Description of the task: The records below need to be restated word for word.

%%

/// Service several streams from one worker, keeping each on its own pacing
/// deadline.
fn multi_stream_scan<B: MediaBackend>(
    lanes: Vec<DecodeLane<B>>,
    anchor: Instant,
    start_ns: u64,
    interval_ns: u64,
    stop: &AtomicBool,
) -> Vec<StreamStats> {
    let tolerance_ns = LAG_TOLERANCE.as_nanos() as u64;
    let mut lanes: Vec<ScanLane<B>> = lanes
        .into_iter()
        .map(|inner| ScanLane {
            inner,
            clock: PaceClock::new(start_ns, interval_ns),
            total_frames: 0,
        })
        .collect();

    while !stop.load(Ordering::Relaxed) {
        let mut now = now_ns(anchor);
        let mut earliest_next: Option<u64> = None;
        let mut any_active = false;
        let mut any_starved = false;

        for lane in lanes.iter_mut() {
            let shared = &lane.inner.shared;
            if shared.is_finished() || shared.has_error() {
                continue;
            }
            any_active = true;

            if shared.is_ready(now) && shared.try_claim() {
                let got_frame = drain_until_frame(lane, anchor, stop);
                lane.inner.shared.release();
                let shared = &lane.inner.shared;
                if !got_frame && !shared.is_finished() && !shared.has_error() {
                    any_starved = true;
                }
                now = now_ns(anchor);
            }

            let shared = &lane.inner.shared;
            if !shared.is_finished() && !shared.has_error() {
                let next = lane.clock.next_frame_ns();
                earliest_next = Some(earliest_next.map_or(next, |e| e.min(next)));
            }
        }

        if !any_active {
            break;
        }

        let now = now_ns(anchor);
        if any_starved {
            std::thread::sleep(STARVED_BACKOFF);
        } else if let Some(earliest) = earliest_next
            && earliest > now + tolerance_ns
        {
            sleep_until_ns(anchor, earliest);
        }
    }

    lanes
        .into_iter()
        .map(|mut lane| {
            if !lane.inner.shared.has_error() {
                lane.total_frames += drain_decoder(&mut lane.inner.decoder);
            }
            lane.inner.shared.publish_frames(lane.total_frames);
            StreamStats {
                stream_id: lane.inner.shared.id,
                frames: lane.total_frames,
                lag_count: lane.clock.lag_count,
                max_lag_ms: lane.clock.max_lag_ms,
                error: lane.inner.shared.error(),
            }
        })
        .collect()
}

/// Pop and submit packets until one frame is produced or the channel has
/// nothing to give.  Pacing advances on success but never sleeps here; the
/// scan loop owns the sleeping.
fn drain_until_frame<B: MediaBackend>(
    lane: &mut ScanLane<B>,
    anchor: Instant,
    stop: &AtomicBool,
) -> bool {
    while !stop.load(Ordering::Relaxed) {
        let slot = match lane.inner.queue.pop(SCAN_POP_TIMEOUT) {
            Some(slot) => slot,
            None => {
                if lane.inner.queue.is_eof() {
                    lane.inner.shared.mark_finished();
                }
                return false;
            }
        };

        let packet = match slot {
            Slot::Flush => {
                lane.inner.decoder.flush_buffers();
                continue;
            }
            Slot::Packet(packet) => packet,
        };

        match lane.inner.decoder.submit(&packet) {
            Err(err) => {
                lane.inner.shared.set_error(err.to_string());
                return false;
            }
            Ok(SubmitOutcome::NeedMore) => continue,
            Ok(SubmitOutcome::Frame) => {
                lane.total_frames += 1;
                if lane.total_frames % PUBLISH_BATCH == 0 {
                    lane.inner.shared.publish_frames(lane.total_frames);
                }
                // Advance the deadline; the scan loop decides when to sleep.
                let _ = lane.clock.on_frame(now_ns(anchor));
                lane.inner
                    .shared
                    .store_next_frame_ns(lane.clock.next_frame_ns());
                return true;
            }
        }
    }
    false
}

// ─── Reader workers ──────────────────────────────────────────────────────

/// Service a round-robin subset of sources, one packet per source per scan.
/// A scan where nothing made progress parks on the condvar until a consumer
/// pop frees queue space.
fn reader_worker<S: decbench_core::PacketSource>(
    mut lanes: Vec<ReaderLane<S>>,
    signal: &ReaderSignal,
    stop: &AtomicBool,
) {
    while !stop.load(Ordering::Relaxed) {
        let mut any_active = false;
        let mut any_did_work = false;

        for lane in lanes.iter_mut() {
            match lane.step() {
                StepOutcome::Queued | StepOutcome::Skipped => {
                    any_active = true;
                    any_did_work = true;
                }
                StepOutcome::QueueFull => {
                    any_active = true;
                }
                StepOutcome::Done => {}
            }
        }

        if !any_active {
            break;
        }
        if !any_did_work {
            signal.wait(READER_WAIT);
        }
    }

    trace!("reader worker stopping");
    for lane in lanes.iter_mut() {
        lane.finish();
    }
}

%%

Solved exercise:
/// Service several streams from one worker, keeping each on its own pacing
/// deadline.
fn multi_stream_scan<B: MediaBackend>(
    lanes: Vec<DecodeLane<B>>,
    anchor: Instant,
    start_ns: u64,
    interval_ns: u64,
    stop: &AtomicBool,
) -> Vec<StreamStats> {
    let tolerance_ns = LAG_TOLERANCE.as_nanos() as u64;
    let mut lanes: Vec<ScanLane<B>> = lanes
        .into_iter()
        .map(|inner| ScanLane {
            inner,
            clock: PaceClock::new(start_ns, interval_ns),
            total_frames: 0,
        })
        .collect();

    while !stop.load(Ordering::Relaxed) {
        let mut now = now_ns(anchor);
        let mut earliest_next: Option<u64> = None;
        let mut any_active = false;
        let mut any_starved = false;

        for lane in lanes.iter_mut() {
            let shared = &lane.inner.shared;
            if shared.is_finished() || shared.has_error() {
                continue;
            }
            any_active = true;

            if shared.is_ready(now) && shared.try_claim() {
                let got_frame = drain_until_frame(lane, anchor, stop);
                lane.inner.shared.release();
                let shared = &lane.inner.shared;
                if !got_frame && !shared.is_finished() && !shared.has_error() {
                    any_starved = true;
                }
                now = now_ns(anchor);
            }

            let shared = &lane.inner.shared;
            if !shared.is_finished() && !shared.has_error() {
                let next = lane.clock.next_frame_ns();
                earliest_next = Some(earliest_next.map_or(next, |e| e.min(next)));
            }
        }

        if !any_active {
            break;
        }

        let now = now_ns(anchor);
        if any_starved {
            std::thread::sleep(STARVED_BACKOFF);
        } else if let Some(earliest) = earliest_next
            && earliest > now + tolerance_ns
        {
            sleep_until_ns(anchor, earliest);
        }
    }

    lanes
        .into_iter()
        .map(|mut lane| {
            if !lane.inner.shared.has_error() {
                lane.total_frames += drain_decoder(&mut lane.inner.decoder);
            }
            lane.inner.shared.publish_frames(lane.total_frames);
            StreamStats {
                stream_id: lane.inner.shared.id,
                frames: lane.total_frames,
                lag_count: lane.clock.lag_count,
                max_lag_ms: lane.clock.max_lag_ms,
                error: lane.inner.shared.error(),
            }
        })
        .collect()
}

/// Pop and submit packets until one frame is produced or the channel has
/// nothing to give.  Pacing advances on success but never sleeps here; the
/// scan loop owns the sleeping.
fn drain_until_frame<B: MediaBackend>(
    lane: &mut ScanLane<B>,
    anchor: Instant,
    stop: &AtomicBool,
) -> bool {
    while !stop.load(Ordering::Relaxed) {
        let slot = match lane.inner.queue.pop(SCAN_POP_TIMEOUT) {
            Some(slot) => slot,
            None => {
                if lane.inner.queue.is_eof() {
                    lane.inner.shared.mark_finished();
                }
                return false;
            }
        };

        let packet = match slot {
            Slot::Flush => {
                lane.inner.decoder.flush_buffers();
                continue;
            }
            Slot::Packet(packet) => packet,
        };

        match lane.inner.decoder.submit(&packet) {
            Err(err) => {
                lane.inner.shared.set_error(err.to_string());
                return false;
            }
            Ok(SubmitOutcome::NeedMore) => continue,
            Ok(SubmitOutcome::Frame) => {
                lane.total_frames += 1;
                if lane.total_frames % PUBLISH_BATCH == 0 {
                    lane.inner.shared.publish_frames(lane.total_frames);
                }
                // Advance the deadline; the scan loop decides when to sleep.
                let _ = lane.clock.on_frame(now_ns(anchor));
                lane.inner
                    .shared
                    .store_next_frame_ns(lane.clock.next_frame_ns());
                return true;
            }
        }
    }
    false
}

// ─── Reader workers ──────────────────────────────────────────────────────

/// Service a round-robin subset of sources, one packet per source per scan.
/// A scan where nothing made progress parks on the condvar until a consumer
/// pop frees queue space.
fn reader_worker<S: decbench_core::PacketSource>(
    mut lanes: Vec<ReaderLane<S>>,
    signal: &ReaderSignal,
    stop: &AtomicBool,
) {
    while !stop.load(Ordering::Relaxed) {
        let mut any_active = false;
        let mut any_did_work = false;

        for lane in lanes.iter_mut() {
            match lane.step() {
                StepOutcome::Queued | StepOutcome::Skipped => {
                    any_active = true;
                    any_did_work = true;
                }
                StepOutcome::QueueFull => {
                    any_active = true;
                }
                StepOutcome::Done => {}
            }
        }

        if !any_active {
            break;
        }
        if !any_did_work {
            signal.wait(READER_WAIT);
        }
    }

    trace!("reader worker stopping");
    for lane in lanes.iter_mut() {
        lane.finish();
    }
}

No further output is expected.